At the request of Sylvia D. Hamilton, slated to deliver the Walsh Lecture in 2020 which was cancelled due to the COVID-19 pandemic, the 2021 FMSAC Conference featured the inaugural Sylvia D. Hamilton Dialogues, an event that highlighted the critical, scholarly, and creative work of a panel of emerging Black filmmakers, curators, critics, and scholars.  The event included an introduction by Sylvia D. Hamilton and a moderated Q&A. The association now presents such a panel at each annual conference, expanding the scope to include emerging BIPOC figures within the academy and the arts in conversation with their peers and representatives of FMSAC.


2025

Haitian-Canadian filmmaker Miryam Charles (Cette maison, Tous les jours de mai, Toward the Colonies) in conversation with Malini Guha (Carleton University) and Chloé Savoie-Bernard (Queen’s University). Moderated by Aminé par Milka Njoroge (Queen’s University).

2024Haunted Futurity: Extended Temporalities in Black British Artists’ Moving Image Practice

Warren Crichlow (York University): Temporal Labour in The Third Part of the Third Measure: Conjugating The Otolith Group’s Julius Eastman

Kass Banning (University of Toronto): The ‘Ethics of Beauty’: Isaac Julien Meets Alain Locke

2023Black Canadian Filmmakers in Conversation: On the Imaginings of ‘Nah’

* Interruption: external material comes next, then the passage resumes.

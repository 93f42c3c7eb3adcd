// Engine-side models. The plain snapshot/advisory types live in `shared`.
pub mod form;

pub use form::{BudgetForm, ExpenseCategory, IncomeSource};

This session, in collaboration with Black Canadian Studies Association (BCSA), brought together two award-winning Black Canadian filmmakers — Sylvia D. Hamilton and Cheryl Foggo — to engage in a discussion about their work in conversation with the BCSA conference theme, ‘Nah’, an exclamation as an expression, response, and exhortation of Black refusals.

2022

Video-essayist and moving images curator Desirée de Jesús (York University) and Haitian-born video artist and filmmaker Esery Mondesir in conversation with filmmaker and video installation artist Nicolas Renaud.

2021

The first “Hamilton Dialogues” featured Dr. Ayanna Dozier (Fordham University and Joan Tisch Teaching Fellow at the Whitney Museum of American Art), Courtney Small (Founder of Cinema Axis blog, host Changing Reels podcast, and co-host of the Frameline radio show), and Sarah-Tai Black (Artistic Director of Saskatoon’s PAVED Arts, co-host of Netflix Film Club’s online video series Black Film School) and was moderated by May Chew (Concordia University).